• [Supplied information]
---

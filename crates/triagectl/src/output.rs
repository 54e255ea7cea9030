//! Colored evaluation output.

use owo_colors::OwoColorize;
use triage_common::CaseVerdict;

/// Print the pass/fail summary with per-check failure detail and a JSON
/// snapshot of each failing output.
pub fn print_summary(verdicts: &[CaseVerdict]) {
    let passed = verdicts.iter().filter(|v| v.passed).count();
    println!("\nPrompt Regression Results: {}/{} passed\n", passed, verdicts.len());

    for verdict in verdicts {
        if verdict.passed {
            println!("[{}] {}", "PASS".green(), verdict.id);
        } else {
            println!("[{}] {}", "FAIL".red(), verdict.id);
        }

        if let Some(err) = &verdict.schema_err {
            println!("  - Schema error: {}", err);
        }

        for check in verdict.checks.iter().filter(|c| !c.ok) {
            println!("  - Check failed: {}  details={}", check.name, check.details);
        }

        if !verdict.passed {
            println!("  - Output snapshot:");
            match serde_json::to_string_pretty(&verdict.output) {
                Ok(pretty) => println!("{}", pretty),
                Err(e) => println!("    (unprintable: {})", e),
            }
        }
        println!();
    }
}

---

• [What you have to do] Select every line of the material above holding the word "check" and copy it.

• [Finished task]
/// Print the pass/fail summary with per-check failure detail and a JSON
        for check in verdict.checks.iter().filter(|c| !c.ok) {
            println!("  - Check failed: {}  details={}", check.name, check.details);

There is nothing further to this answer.